[Task prompt]: Lines from the start of the data through the line containing "pub enum SourceImage" must be given again exactly. Leave the others out.

Stored data entries:
******
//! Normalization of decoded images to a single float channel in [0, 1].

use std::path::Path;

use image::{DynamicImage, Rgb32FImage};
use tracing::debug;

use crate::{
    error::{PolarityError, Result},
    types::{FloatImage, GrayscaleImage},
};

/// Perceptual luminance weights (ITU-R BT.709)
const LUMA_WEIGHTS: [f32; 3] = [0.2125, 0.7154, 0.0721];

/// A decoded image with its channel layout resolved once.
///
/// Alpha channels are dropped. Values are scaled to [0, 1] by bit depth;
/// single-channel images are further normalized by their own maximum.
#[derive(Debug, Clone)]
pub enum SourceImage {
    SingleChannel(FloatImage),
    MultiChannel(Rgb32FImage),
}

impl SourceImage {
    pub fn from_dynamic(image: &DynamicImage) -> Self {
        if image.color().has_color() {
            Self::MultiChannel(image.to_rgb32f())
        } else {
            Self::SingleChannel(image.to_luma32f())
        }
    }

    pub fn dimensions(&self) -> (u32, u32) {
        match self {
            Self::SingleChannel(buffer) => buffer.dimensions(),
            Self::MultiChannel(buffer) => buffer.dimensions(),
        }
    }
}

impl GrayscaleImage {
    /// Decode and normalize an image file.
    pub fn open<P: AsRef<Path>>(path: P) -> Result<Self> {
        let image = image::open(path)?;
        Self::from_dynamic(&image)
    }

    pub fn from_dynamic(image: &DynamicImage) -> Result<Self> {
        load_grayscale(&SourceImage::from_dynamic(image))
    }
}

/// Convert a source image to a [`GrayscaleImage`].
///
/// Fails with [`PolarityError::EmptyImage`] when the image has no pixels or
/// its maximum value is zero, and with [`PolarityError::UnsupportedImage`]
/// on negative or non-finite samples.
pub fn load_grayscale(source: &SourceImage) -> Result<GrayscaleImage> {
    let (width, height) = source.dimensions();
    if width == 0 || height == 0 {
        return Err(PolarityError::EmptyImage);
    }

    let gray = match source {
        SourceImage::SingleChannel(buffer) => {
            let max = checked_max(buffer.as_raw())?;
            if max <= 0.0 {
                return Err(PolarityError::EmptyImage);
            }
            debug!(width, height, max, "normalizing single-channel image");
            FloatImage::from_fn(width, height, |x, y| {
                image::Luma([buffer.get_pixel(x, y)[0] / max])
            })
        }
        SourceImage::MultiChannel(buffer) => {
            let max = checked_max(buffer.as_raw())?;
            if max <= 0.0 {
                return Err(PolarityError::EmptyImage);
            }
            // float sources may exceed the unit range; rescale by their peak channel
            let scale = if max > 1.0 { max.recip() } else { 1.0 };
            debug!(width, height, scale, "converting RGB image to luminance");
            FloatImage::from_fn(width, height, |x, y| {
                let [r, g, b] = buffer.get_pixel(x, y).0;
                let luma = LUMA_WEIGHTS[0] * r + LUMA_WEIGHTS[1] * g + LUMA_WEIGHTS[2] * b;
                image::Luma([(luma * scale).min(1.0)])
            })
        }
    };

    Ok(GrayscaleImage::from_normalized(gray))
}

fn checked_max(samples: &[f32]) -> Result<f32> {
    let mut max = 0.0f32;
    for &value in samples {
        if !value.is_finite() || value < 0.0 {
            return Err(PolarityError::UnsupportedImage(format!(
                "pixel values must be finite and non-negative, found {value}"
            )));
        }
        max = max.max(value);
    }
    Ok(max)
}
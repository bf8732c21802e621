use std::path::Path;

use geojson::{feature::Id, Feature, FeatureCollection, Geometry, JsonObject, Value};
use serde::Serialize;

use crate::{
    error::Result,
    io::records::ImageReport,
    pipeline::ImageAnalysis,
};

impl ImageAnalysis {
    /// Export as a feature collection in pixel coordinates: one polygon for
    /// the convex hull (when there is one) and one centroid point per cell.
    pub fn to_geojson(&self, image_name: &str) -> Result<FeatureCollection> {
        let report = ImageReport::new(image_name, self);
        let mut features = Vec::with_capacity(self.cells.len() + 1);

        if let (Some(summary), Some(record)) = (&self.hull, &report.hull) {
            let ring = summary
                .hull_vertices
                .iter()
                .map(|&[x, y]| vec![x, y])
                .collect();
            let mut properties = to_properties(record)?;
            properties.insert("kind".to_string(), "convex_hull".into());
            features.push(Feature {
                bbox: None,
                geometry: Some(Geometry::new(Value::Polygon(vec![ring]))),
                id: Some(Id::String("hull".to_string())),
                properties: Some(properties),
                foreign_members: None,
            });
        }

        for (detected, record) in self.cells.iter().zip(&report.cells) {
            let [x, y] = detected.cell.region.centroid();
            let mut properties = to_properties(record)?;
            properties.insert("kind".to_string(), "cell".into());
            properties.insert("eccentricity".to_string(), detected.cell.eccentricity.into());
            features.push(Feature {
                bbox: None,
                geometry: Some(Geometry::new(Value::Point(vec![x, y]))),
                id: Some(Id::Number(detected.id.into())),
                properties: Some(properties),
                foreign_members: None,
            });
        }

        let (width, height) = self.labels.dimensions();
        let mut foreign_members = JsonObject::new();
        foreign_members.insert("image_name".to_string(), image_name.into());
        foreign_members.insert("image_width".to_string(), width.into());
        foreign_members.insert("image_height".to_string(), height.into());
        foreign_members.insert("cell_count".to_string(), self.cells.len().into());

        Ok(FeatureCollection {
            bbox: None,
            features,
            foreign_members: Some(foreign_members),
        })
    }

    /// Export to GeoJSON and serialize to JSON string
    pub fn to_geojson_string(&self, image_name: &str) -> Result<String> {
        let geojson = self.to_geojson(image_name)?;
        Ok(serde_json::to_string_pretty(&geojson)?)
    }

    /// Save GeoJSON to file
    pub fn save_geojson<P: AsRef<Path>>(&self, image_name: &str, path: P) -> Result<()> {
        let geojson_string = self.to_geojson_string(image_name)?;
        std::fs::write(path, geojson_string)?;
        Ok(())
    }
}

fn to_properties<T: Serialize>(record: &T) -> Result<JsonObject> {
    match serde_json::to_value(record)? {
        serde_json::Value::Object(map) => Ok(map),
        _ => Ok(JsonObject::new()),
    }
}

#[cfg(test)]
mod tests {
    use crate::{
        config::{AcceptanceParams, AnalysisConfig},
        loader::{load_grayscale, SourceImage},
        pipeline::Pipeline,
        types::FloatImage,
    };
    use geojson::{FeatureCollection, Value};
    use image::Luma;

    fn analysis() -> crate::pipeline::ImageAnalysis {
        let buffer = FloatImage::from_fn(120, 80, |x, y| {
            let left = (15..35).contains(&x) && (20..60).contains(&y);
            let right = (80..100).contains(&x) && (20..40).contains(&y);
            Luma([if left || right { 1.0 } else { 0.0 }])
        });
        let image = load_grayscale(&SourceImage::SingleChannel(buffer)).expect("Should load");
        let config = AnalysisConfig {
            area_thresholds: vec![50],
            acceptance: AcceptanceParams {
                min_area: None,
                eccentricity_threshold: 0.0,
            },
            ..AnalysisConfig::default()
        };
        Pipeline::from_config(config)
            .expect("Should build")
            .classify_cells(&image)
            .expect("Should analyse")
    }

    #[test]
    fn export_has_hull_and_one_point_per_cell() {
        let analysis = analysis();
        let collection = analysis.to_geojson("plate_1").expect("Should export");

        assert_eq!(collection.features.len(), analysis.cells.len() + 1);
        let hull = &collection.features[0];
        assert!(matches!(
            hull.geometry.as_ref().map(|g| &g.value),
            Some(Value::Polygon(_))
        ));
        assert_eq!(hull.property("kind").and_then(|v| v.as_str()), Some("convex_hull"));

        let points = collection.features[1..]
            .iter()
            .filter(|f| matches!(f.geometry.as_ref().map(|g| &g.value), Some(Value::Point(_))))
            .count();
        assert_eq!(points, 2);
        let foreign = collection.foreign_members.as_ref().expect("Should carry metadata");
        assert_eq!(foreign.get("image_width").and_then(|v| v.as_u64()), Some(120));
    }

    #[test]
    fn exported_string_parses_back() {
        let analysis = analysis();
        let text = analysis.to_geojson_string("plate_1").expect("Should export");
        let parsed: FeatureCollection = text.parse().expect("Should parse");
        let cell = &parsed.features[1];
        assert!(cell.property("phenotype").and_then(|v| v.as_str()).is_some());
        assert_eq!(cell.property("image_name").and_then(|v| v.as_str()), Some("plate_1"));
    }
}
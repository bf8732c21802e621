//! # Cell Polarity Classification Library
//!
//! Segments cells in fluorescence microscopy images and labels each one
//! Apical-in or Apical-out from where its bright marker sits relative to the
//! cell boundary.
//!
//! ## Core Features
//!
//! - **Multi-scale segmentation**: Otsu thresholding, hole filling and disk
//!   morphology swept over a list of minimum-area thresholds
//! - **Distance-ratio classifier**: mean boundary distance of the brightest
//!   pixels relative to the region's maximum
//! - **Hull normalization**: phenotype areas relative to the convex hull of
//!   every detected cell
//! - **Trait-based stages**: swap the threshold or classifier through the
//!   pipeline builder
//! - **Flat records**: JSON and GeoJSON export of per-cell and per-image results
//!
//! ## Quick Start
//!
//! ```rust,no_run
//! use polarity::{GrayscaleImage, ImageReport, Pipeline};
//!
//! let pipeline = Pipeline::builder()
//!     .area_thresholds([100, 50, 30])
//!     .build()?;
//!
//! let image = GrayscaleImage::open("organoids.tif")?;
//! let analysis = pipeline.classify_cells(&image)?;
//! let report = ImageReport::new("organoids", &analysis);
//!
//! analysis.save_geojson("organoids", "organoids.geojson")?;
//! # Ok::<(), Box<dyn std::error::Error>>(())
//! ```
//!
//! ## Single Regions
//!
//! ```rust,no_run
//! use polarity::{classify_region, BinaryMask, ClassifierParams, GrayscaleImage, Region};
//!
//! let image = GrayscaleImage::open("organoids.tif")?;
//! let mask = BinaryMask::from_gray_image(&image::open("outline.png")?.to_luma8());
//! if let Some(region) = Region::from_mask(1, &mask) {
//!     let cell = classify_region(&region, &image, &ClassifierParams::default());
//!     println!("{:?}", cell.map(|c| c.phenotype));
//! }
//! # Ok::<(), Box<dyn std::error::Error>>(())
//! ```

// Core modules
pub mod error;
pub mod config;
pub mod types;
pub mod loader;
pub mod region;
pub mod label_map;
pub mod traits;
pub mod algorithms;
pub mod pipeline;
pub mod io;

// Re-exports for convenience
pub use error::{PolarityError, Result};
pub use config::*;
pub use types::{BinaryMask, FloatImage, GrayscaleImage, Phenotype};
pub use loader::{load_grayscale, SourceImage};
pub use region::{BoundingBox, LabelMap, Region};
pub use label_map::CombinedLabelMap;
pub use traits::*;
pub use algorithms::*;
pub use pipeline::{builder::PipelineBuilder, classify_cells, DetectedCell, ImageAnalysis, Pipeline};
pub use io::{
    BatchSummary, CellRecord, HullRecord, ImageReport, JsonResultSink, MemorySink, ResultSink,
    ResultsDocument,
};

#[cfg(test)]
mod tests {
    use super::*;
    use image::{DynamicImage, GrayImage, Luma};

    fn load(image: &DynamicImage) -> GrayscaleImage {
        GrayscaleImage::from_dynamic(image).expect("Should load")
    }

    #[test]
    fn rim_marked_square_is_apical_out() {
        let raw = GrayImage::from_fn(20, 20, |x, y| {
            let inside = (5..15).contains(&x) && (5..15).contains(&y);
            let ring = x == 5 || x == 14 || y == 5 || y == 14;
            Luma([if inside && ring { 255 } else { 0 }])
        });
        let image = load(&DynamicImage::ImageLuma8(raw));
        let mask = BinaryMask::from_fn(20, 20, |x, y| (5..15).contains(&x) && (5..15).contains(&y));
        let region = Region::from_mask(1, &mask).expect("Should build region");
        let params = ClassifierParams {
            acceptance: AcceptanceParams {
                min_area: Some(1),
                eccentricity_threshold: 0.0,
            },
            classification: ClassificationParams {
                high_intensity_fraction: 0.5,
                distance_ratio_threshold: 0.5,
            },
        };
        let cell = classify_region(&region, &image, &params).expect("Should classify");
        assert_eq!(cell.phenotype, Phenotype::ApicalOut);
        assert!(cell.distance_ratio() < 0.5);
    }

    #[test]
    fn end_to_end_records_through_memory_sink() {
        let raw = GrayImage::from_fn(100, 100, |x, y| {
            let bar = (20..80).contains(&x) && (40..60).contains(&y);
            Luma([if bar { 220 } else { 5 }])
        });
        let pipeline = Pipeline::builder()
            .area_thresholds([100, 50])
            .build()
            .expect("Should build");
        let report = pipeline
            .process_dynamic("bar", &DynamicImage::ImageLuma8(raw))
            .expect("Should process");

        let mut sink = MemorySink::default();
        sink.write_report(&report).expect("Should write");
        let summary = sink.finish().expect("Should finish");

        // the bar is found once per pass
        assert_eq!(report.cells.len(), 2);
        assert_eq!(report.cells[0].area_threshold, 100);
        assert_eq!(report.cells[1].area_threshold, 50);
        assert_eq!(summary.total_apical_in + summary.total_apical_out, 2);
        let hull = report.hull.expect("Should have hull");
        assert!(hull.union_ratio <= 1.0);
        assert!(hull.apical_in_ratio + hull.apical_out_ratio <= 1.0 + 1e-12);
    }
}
******
[Solution for this problem]:
//! Normalization of decoded images to a single float channel in [0, 1].

use std::path::Path;

use image::{DynamicImage, Rgb32FImage};
use tracing::debug;

use crate::{
    error::{PolarityError, Result},
    types::{FloatImage, GrayscaleImage},
};

/// Perceptual luminance weights (ITU-R BT.709)
const LUMA_WEIGHTS: [f32; 3] = [0.2125, 0.7154, 0.0721];

/// A decoded image with its channel layout resolved once.
///
/// Alpha channels are dropped. Values are scaled to [0, 1] by bit depth;
/// single-channel images are further normalized by their own maximum.
#[derive(Debug, Clone)]
pub enum SourceImage {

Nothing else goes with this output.